Get the nearest rows to a vector
Retrieve the two closest rows by vector distance:
SELECT * FROM books ORDER BY book_embedding <-> '{0,0,0}' LIMIT 2;
Note: Using an index significant speeds up the query. To use an index, create an index for the vector column, and the query should use ORDER BY
with the corresponding distance operator and LIMIT
.
Get the nearest rows to a row
Find the two nearest rows to a specific row, excluding the row itself:
SELECT * FROM books WHERE id != 1 ORDER BY book_embedding <-> (SELECT book_embedding FROM books WHERE id = 1) LIMIT 2;
Get rows within a certain distance
Search for rows within a specific distance to a given vector:
SELECT * FROM books WHERE embedding <-> '[3,1,2]' < 5;
Get nearest neighbors to a vector with filters
Retrieve the nearest book with a publication date before 2010:
SELECT * FROM books WHERE published_at < 2010 ORDER BY book_embedding <-> '{0,0,0}' LIMIT 1;
Select nearest row using text embeddings
Find books similar to a given text description:
SELECT * FROM books
ORDER BY book_openai_embedding <-> openai_embedding('openai/text-embedding-ada-002', 'A book about space for children that is fun and educational')
LIMIT 2
Select nearest rows using exact search
To use exact search to select the nearest rows, use the distance functions directly. For example, the following query will run an exact search over all rows using the L2 Distance function.
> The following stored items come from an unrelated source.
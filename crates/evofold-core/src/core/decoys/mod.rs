//! # Decoys Module
//!
//! Fixed, externally supplied conformation sets for chains too long to enumerate.
//! A decoy is a contact map without an embedding; the set is validated once on
//! construction and shared read-only afterwards.
//!
//! Contact maps on disk follow the classic layout: a list file naming one map
//! per line, and in each map one contact per line as `i a j b`, where `i` and
//! `j` are zero-based positions and `a`, `b` the residue letters found there.

use crate::core::io::error::LoadError;
use crate::core::models::conformation::{
    Conformation, ConformationError, ConformationSet, Contact,
};
use crate::core::models::ids::StructureId;
use std::path::Path;
use std::sync::Arc;
use thiserror::Error;
use tracing::{debug, instrument};

#[derive(Debug, Error, Clone, PartialEq, Eq)]
pub enum DecoyError {
    #[error("Decoy set contains no structures")]
    Empty,
    #[error("Decoy {index} is malformed: {source}")]
    InvalidDecoy {
        index: usize,
        source: ConformationError,
    },
}

/// A validated, immutable set of decoy contact maps for one chain length.
#[derive(Debug, Clone, PartialEq)]
pub struct DecoySet {
    set: Arc<ConformationSet>,
}

impl DecoySet {
    pub fn new(length: usize, contact_maps: Vec<Vec<Contact>>) -> Result<Self, DecoyError> {
        if contact_maps.is_empty() {
            return Err(DecoyError::Empty);
        }
        let conformations = contact_maps
            .into_iter()
            .enumerate()
            .map(|(index, contacts)| {
                Conformation::from_contacts(StructureId(index), length, contacts)
                    .map_err(|source| DecoyError::InvalidDecoy { index, source })
            })
            .collect::<Result<Vec<_>, _>>()?;

        Ok(Self {
            set: Arc::new(ConformationSet::new(length, None, conformations)),
        })
    }

    /// Reads every contact map named in `list_path` from `dir`.
    #[instrument(level = "debug", skip_all, fields(list = %list_path.display()))]
    pub fn load(list_path: &Path, dir: &Path, length: usize) -> Result<Self, LoadError> {
        let listing =
            std::fs::read_to_string(list_path).map_err(|e| LoadError::io(list_path, e))?;

        let mut contact_maps = Vec::new();
        for name in listing
            .lines()
            .map(str::trim)
            .filter(|line| !line.is_empty() && !line.starts_with('#'))
        {
            contact_maps.push(read_contact_map(&dir.join(name))?);
        }
        debug!(maps = contact_maps.len(), "Read decoy contact maps.");

        Self::new(length, contact_maps).map_err(|source| LoadError::Decoys {
            path: list_path.to_string_lossy().to_string(),
            source,
        })
    }

    #[inline]
    pub fn chain_length(&self) -> usize {
        self.set.chain_length()
    }

    #[inline]
    pub fn len(&self) -> usize {
        self.set.len()
    }

    #[inline]
    pub fn is_empty(&self) -> bool {
        self.set.is_empty()
    }

    #[inline]
    pub fn conformations(&self) -> &Arc<ConformationSet> {
        &self.set
    }
}

fn read_contact_map(path: &Path) -> Result<Vec<Contact>, LoadError> {
    let content = std::fs::read_to_string(path).map_err(|e| LoadError::io(path, e))?;
    let parse_error = |line: usize, message: String| LoadError::Parse {
        path: path.to_string_lossy().to_string(),
        line,
        message,
    };

    let mut contacts = Vec::new();
    for (number, line) in content.lines().enumerate() {
        let line = line.trim();
        if line.is_empty() || line.starts_with('#') {
            continue;
        }
        let fields: Vec<&str> = line.split_whitespace().collect();
        let (first, second) = match fields.as_slice() {
            [first, _, second, _] => (*first, *second),
            _ => {
                return Err(parse_error(
                    number + 1,
                    format!("expected 4 fields, found {}", fields.len()),
                ));
            }
        };
        let position = |field: &str| {
            field
                .parse::<usize>()
                .map_err(|e| parse_error(number + 1, format!("bad position '{field}': {e}")))
        };
        contacts.push(Contact::new(position(first)?, position(second)?));
    }
    Ok(contacts)
}
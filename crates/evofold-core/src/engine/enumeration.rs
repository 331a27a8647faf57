use crate::core::lattice::geometry::{LatticeGeometry, Offset, Site};
use crate::core::lattice::shape::LatticeShape;
use crate::core::models::conformation::{Conformation, Contact};
use crate::core::models::ids::StructureId;
use std::collections::BTreeMap;

pub(crate) struct Enumeration {
    /// Unique conformations, sorted by contact signature.
    pub conformations: Vec<Conformation>,
    /// Complete walks visited, duplicates included.
    pub walks: usize,
}

/// Enumerates every self-avoiding walk that fills `shape`, keeping one walk per
/// distinct contact signature.
///
/// Walks only start from one site per symmetry orbit of the box: any other
/// walk is the image of one of those under a box symmetry, and symmetries
/// preserve contacts, so no signature is lost.
pub(crate) fn enumerate_compact(geometry: &LatticeGeometry, shape: &LatticeShape) -> Enumeration {
    let mut walker = Walker {
        offsets: geometry.neighbor_offsets(),
        shape,
        length: shape.volume(),
        path: Vec::with_capacity(shape.volume()),
        occupant: vec![None; shape.volume()],
        unique: BTreeMap::new(),
        walks: 0,
    };
    for start in shape.orbit_representatives() {
        walker.start_from(start);
    }

    let walks = walker.walks;
    let conformations = walker
        .unique
        .into_iter()
        .enumerate()
        .map(|(index, (contacts, sites))| {
            Conformation::embedded(StructureId(index), sites, contacts)
        })
        .collect();

    Enumeration {
        conformations,
        walks,
    }
}

struct Walker<'a> {
    offsets: &'a [Offset],
    shape: &'a LatticeShape,
    length: usize,
    path: Vec<Site>,
    occupant: Vec<Option<usize>>,
    unique: BTreeMap<Vec<Contact>, Vec<Site>>,
    walks: usize,
}

impl Walker<'_> {
    fn start_from(&mut self, start: Site) {
        let Some(index) = self.shape.index_of(&start) else {
            return;
        };
        self.occupant[index] = Some(0);
        self.path.push(start);
        self.extend();
        self.path.pop();
        self.occupant[index] = None;
    }

    fn extend(&mut self) {
        if self.path.len() == self.length {
            self.record();
            return;
        }

        let offsets = self.offsets;
        let tip = self.path[self.path.len() - 1];
        for offset in offsets {
            let next = tip + offset;
            let Some(index) = self.shape.index_of(&next) else {
                continue;
            };
            if self.occupant[index].is_some() {
                continue;
            }
            self.occupant[index] = Some(self.path.len());
            self.path.push(next);
            self.extend();
            self.path.pop();
            self.occupant[index] = None;
        }
    }

    fn record(&mut self) {
        self.walks += 1;

        let mut contacts = Vec::new();
        for (position, site) in self.path.iter().enumerate() {
            for offset in self.offsets {
                let Some(index) = self.shape.index_of(&(site + offset)) else {
                    continue;
                };
                if let Some(other) = self.occupant[index] {
                    if other > position + 1 {
                        contacts.push(Contact::new(position, other));
                    }
                }
            }
        }
        contacts.sort_unstable();

        // First walk found for a signature is kept as its embedding.
        self.unique
            .entry(contacts)
            .or_insert_with(|| self.path.clone());
    }
}
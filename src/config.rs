// Copyright 2021 Twitter, Inc.
// Licensed under the Apache License, Version 2.0
// http://www.apache.org/licenses/LICENSE-2.0

use crate::chart::{DEFAULT_SIZE, MAX_DIMENSION};
use crate::error::{PlotError, Result};
use crate::logger::Level;
use crate::plot::{Input, PlotOptions, TickPolicy};

use clap::{App, Arg, ArgMatches};
use serde_derive::Deserialize;

use std::ffi::OsString;
use std::path::{Component, Path, PathBuf};
use std::process;

pub const VERSION: &str = env!("CARGO_PKG_VERSION");
pub const NAME: &str = env!("CARGO_PKG_NAME");

const METHODS: [(&str, &str); 3] = [
    ("parslices", "Parslices Method"),
    ("parslicesBSP", "BSPStealing Method"),
    ("parslicesBSPOptimized", "BSPStealingOptimized Method"),
];
const WORKLOADS: [&str; 2] = ["small", "whitespace"];
const BUILTIN_TITLE: &str = "Comparison of Methods x2 tasks";

#[derive(Clone, Debug, Deserialize)]
#[serde(deny_unknown_fields)]
pub struct Config {
    #[serde(default)]
    general: General,
    #[serde(default)]
    comparison: Vec<Comparison>,
    #[serde(default)]
    single: Vec<Single>,
}

impl Default for Config {
    /// The method comparison charts for the `small` and `whitespace` workloads.
    fn default() -> Config {
        let comparison = WORKLOADS
            .iter()
            .map(|workload| Comparison {
                title: BUILTIN_TITLE.to_owned(),
                output: PathBuf::from(format!("{}.png", workload)),
                inputs: METHODS
                    .iter()
                    .map(|(method, label)| {
                        Input::new(
                            format!("./{}/{}/speed_summary.txt", method, workload),
                            *label,
                        )
                    })
                    .collect(),
            })
            .collect();

        Config {
            general: Default::default(),
            comparison,
            single: Vec::new(),
        }
    }
}

#[derive(Clone, Debug, Deserialize)]
#[serde(deny_unknown_fields)]
pub struct General {
    #[serde(with = "LevelDef")]
    #[serde(default = "default_logging_level")]
    logging: Level,
    #[serde(default = "default_width")]
    width: u32,
    #[serde(default = "default_height")]
    height: u32,
    #[serde(default)]
    ticks: TickPolicy,
    viewer: Option<String>,
}

impl Default for General {
    fn default() -> General {
        General {
            logging: default_logging_level(),
            width: default_width(),
            height: default_height(),
            ticks: Default::default(),
            viewer: None,
        }
    }
}

#[derive(Deserialize)]
#[serde(rename_all = "lowercase")]
#[serde(remote = "Level")]
enum LevelDef {
    Error,
    Warn,
    Info,
    Debug,
    Trace,
}

fn default_logging_level() -> Level {
    Level::Info
}

fn default_width() -> u32 {
    DEFAULT_SIZE.0
}

fn default_height() -> u32 {
    DEFAULT_SIZE.1
}

/// Several results files overlaid on one chart.
#[derive(Clone, Debug, PartialEq, Deserialize)]
#[serde(deny_unknown_fields)]
pub struct Comparison {
    pub title: String,
    pub output: PathBuf,
    pub inputs: Vec<Input>,
}

/// One results file on its own chart. Title and output default to values
/// derived from the input path.
#[derive(Clone, Debug, PartialEq, Deserialize)]
#[serde(deny_unknown_fields)]
pub struct Single {
    path: PathBuf,
    title: Option<String>,
    output: Option<PathBuf>,
}

impl Single {
    pub fn from_path(path: impl Into<PathBuf>) -> Self {
        Self {
            path: path.into(),
            title: None,
            output: None,
        }
    }

    pub fn path(&self) -> &Path {
        &self.path
    }

    /// The configured title, or the leading directory of the path, which is
    /// the method name in `./<method>/<workload>/speed_summary.txt`.
    pub fn title(&self) -> String {
        if let Some(title) = &self.title {
            return title.clone();
        }

        let mut names = self.path.components().filter_map(|c| match c {
            Component::Normal(name) => Some(name),
            _ => None,
        });
        match (names.next(), names.next()) {
            (Some(first), Some(_)) => first.to_string_lossy().into_owned(),
            _ => self
                .path
                .file_stem()
                .map(|stem| stem.to_string_lossy().into_owned())
                .unwrap_or_default(),
        }
    }

    /// The configured output, or the input path with a `png` extension.
    pub fn output(&self) -> PathBuf {
        self.output
            .clone()
            .unwrap_or_else(|| self.path.with_extension("png"))
    }
}

fn app<'a, 'b>() -> App<'a, 'b> {
    App::new(NAME)
        .version(VERSION)
        .about("Speedup charts for parallel benchmark results")
        .arg(
            Arg::with_name("config")
                .long("config")
                .value_name("FILE")
                .help("TOML config file")
                .takes_value(true),
        )
        .arg(
            Arg::with_name("single")
                .long("single")
                .value_name("FILE")
                .help("Plot the datasets of one results file on their own chart")
                .multiple(true)
                .number_of_values(1)
                .takes_value(true),
        )
        .arg(
            Arg::with_name("ticks")
                .long("ticks")
                .value_name("POLICY")
                .help("How combined charts handle differing thread counts")
                .possible_value("strict")
                .possible_value("merge")
                .takes_value(true),
        )
        .arg(
            Arg::with_name("width")
                .long("width")
                .value_name("Pixels")
                .help("Chart width")
                .takes_value(true),
        )
        .arg(
            Arg::with_name("height")
                .long("height")
                .value_name("Pixels")
                .help("Chart height")
                .takes_value(true),
        )
        .arg(
            Arg::with_name("viewer")
                .long("viewer")
                .value_name("COMMAND")
                .help("Command used to display single-file charts once written")
                .takes_value(true),
        )
        .arg(
            Arg::with_name("verbose")
                .short("v")
                .long("verbose")
                .help("Increase verbosity by one level. Can be used more than once")
                .multiple(true),
        )
}

impl Config {
    /// parse command line options and return `Config`
    pub fn new() -> Config {
        let matches = app().get_matches();
        Config::from_matches(&matches).unwrap_or_else(|e| {
            println!("ERROR: {}", e);
            process::exit(1);
        })
    }

    /// parse the given arguments, the first being the program name
    pub fn from_args<I, T>(args: I) -> Result<Config>
    where
        I: IntoIterator<Item = T>,
        T: Into<OsString> + Clone,
    {
        let matches = app()
            .get_matches_from_safe(args)
            .map_err(|e| PlotError::Config(e.message))?;
        Config::from_matches(&matches)
    }

    fn from_matches(matches: &ArgMatches) -> Result<Config> {
        let mut config = if let Some(file) = matches.value_of("config") {
            Config::load_from_file(file)?
        } else {
            Default::default()
        };

        if let Some(singles) = matches.values_of("single") {
            config.single.extend(singles.map(|path| Single::from_path(path)));
        }

        if let Some(ticks) = matches.value_of("ticks") {
            config.general.ticks = match ticks {
                "merge" => TickPolicy::Merge,
                _ => TickPolicy::Strict,
            };
        }

        if let Some(width) = parse_numeric_arg(matches, "width")? {
            config.general.width = width;
        }

        if let Some(height) = parse_numeric_arg(matches, "height")? {
            config.general.height = height;
        }

        if let Some(viewer) = matches.value_of("viewer") {
            config.general.viewer = Some(viewer.to_owned());
        }

        match matches.occurrences_of("verbose") {
            0 => {}
            1 => config.general.logging = Level::Debug,
            _ => config.general.logging = Level::Trace,
        }

        let size = 1..=MAX_DIMENSION;
        if !size.contains(&config.general.width) || !size.contains(&config.general.height) {
            return Err(PlotError::Config(format!(
                "chart size {}x{} must be between 1 and {} pixels per side",
                config.general.width, config.general.height, MAX_DIMENSION
            )));
        }

        Ok(config)
    }

    pub fn load_from_file(file: impl AsRef<Path>) -> Result<Config> {
        let file = file.as_ref();
        let content = std::fs::read_to_string(file).map_err(|source| PlotError::Io {
            path: file.to_owned(),
            source,
        })?;
        content
            .parse::<Config>()
            .map_err(|e| PlotError::Config(format!("{}: {}", file.display(), e)))
    }

    /// get logging level
    pub fn logging(&self) -> Level {
        self.general.logging
    }

    pub fn comparisons(&self) -> &[Comparison] {
        &self.comparison
    }

    pub fn singles(&self) -> &[Single] {
        &self.single
    }

    pub fn options(&self) -> PlotOptions {
        PlotOptions {
            size: (self.general.width, self.general.height),
            ticks: self.general.ticks,
            viewer: self.general.viewer.clone(),
        }
    }

    pub fn print(&self) {
        info!("-----");
        info!(
            "Config: Size: {}x{} Ticks: {:?} Viewer: {}",
            self.general.width,
            self.general.height,
            self.general.ticks,
            self.general.viewer.as_deref().unwrap_or("None"),
        );
        for comparison in &self.comparison {
            info!(
                "Config: Comparison: {} Inputs: {} Output: {}",
                comparison.title,
                comparison.inputs.len(),
                comparison.output.display(),
            );
        }
        for single in &self.single {
            info!(
                "Config: Single: {} Output: {}",
                single.path().display(),
                single.output().display(),
            );
        }
    }
}

impl std::str::FromStr for Config {
    type Err = toml::de::Error;

    fn from_str(s: &str) -> std::result::Result<Self, Self::Err> {
        toml::from_str(s)
    }
}

/// a helper function to parse a numeric argument by name from `ArgMatches`
fn parse_numeric_arg(matches: &ArgMatches, key: &str) -> Result<Option<u32>> {
    matches
        .value_of(key)
        .map(|v| {
            v.parse()
                .map_err(|_| PlotError::Config(format!("could not parse {}: {}", key, v)))
        })
        .transpose()
}
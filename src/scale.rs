// Copyright 2021 Twitter, Inc.
// Licensed under the Apache License, Version 2.0
// http://www.apache.org/licenses/LICENSE-2.0

use plotters::coord::ranged1d::{DefaultFormatting, KeyPointHint, Ranged};

use std::ops::Range;

// fraction of the span left empty on either side of the outermost ticks
const PADDING: f64 = 0.03;

/// A linear thread-count axis whose key points are exactly the thread
/// counts present in the data, rather than evenly spaced values.
#[derive(Clone, Debug)]
pub struct ThreadAxis {
    ticks: Vec<u32>,
    range: Range<u32>,
}

impl ThreadAxis {
    pub fn new(ticks: &[u32]) -> Self {
        let min = ticks.iter().copied().min().unwrap_or(1);
        let max = ticks.iter().copied().max().unwrap_or(1);

        let range = if min == max {
            min.saturating_sub(1)..max.saturating_add(1)
        } else {
            min..max
        };

        Self {
            ticks: ticks.to_vec(),
            range,
        }
    }

    fn bounds(&self) -> (f64, f64) {
        let start = self.range.start as f64;
        let end = self.range.end as f64;
        let pad = (end - start) * PADDING;
        (start - pad, end + pad)
    }
}

impl Ranged for ThreadAxis {
    type FormatOption = DefaultFormatting;
    type ValueType = u32;

    fn map(&self, value: &u32, limit: (i32, i32)) -> i32 {
        let (lo, hi) = self.bounds();
        let fraction = (*value as f64 - lo) / (hi - lo);
        limit.0 + (fraction * (limit.1 - limit.0) as f64).round() as i32
    }

    fn key_points<Hint: KeyPointHint>(&self, hint: Hint) -> Vec<u32> {
        if hint.max_num_points() == 0 {
            return Vec::new();
        }
        self.ticks.clone()
    }

    fn range(&self) -> Range<u32> {
        self.range.clone()
    }
}

#[cfg(test)]
mod tests {
    use super::*;

    #[test]
    fn maps_linearly() {
        let axis = ThreadAxis::new(&[1, 2, 4, 8]);
        let first = axis.map(&1, (0, 1000));
        let last = axis.map(&8, (0, 1000));
        let middle = axis.map(&4, (0, 1000));
        assert!(first > 0 && first < 50);
        assert!(last < 1000 && last > 950);
        assert!(middle > first && middle < last);
    }

    #[test]
    fn key_points_are_ticks() {
        let axis = ThreadAxis::new(&[4, 1, 2]);
        assert_eq!(axis.key_points(10), vec![4, 1, 2]);
        assert_eq!(axis.range(), 1..4);
    }

    #[test]
    fn single_tick_gets_a_span() {
        let axis = ThreadAxis::new(&[1]);
        assert_eq!(axis.range(), 0..2);
        assert_eq!(axis.map(&1, (0, 100)), 50);
    }
}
SELECT * FROM books ORDER BY l2sq_dist(book_embedding, '{0,0,0}') LIMIT 2;
You can also use the distance operator, as seen below, and get an exact search if there is no index created. Note that if you have an index created, then the query will use the index and return approximate nearest rows.
SELECT * FROM books ORDER BY book_embedding <-> '{0,0,0}' LIMIT 2;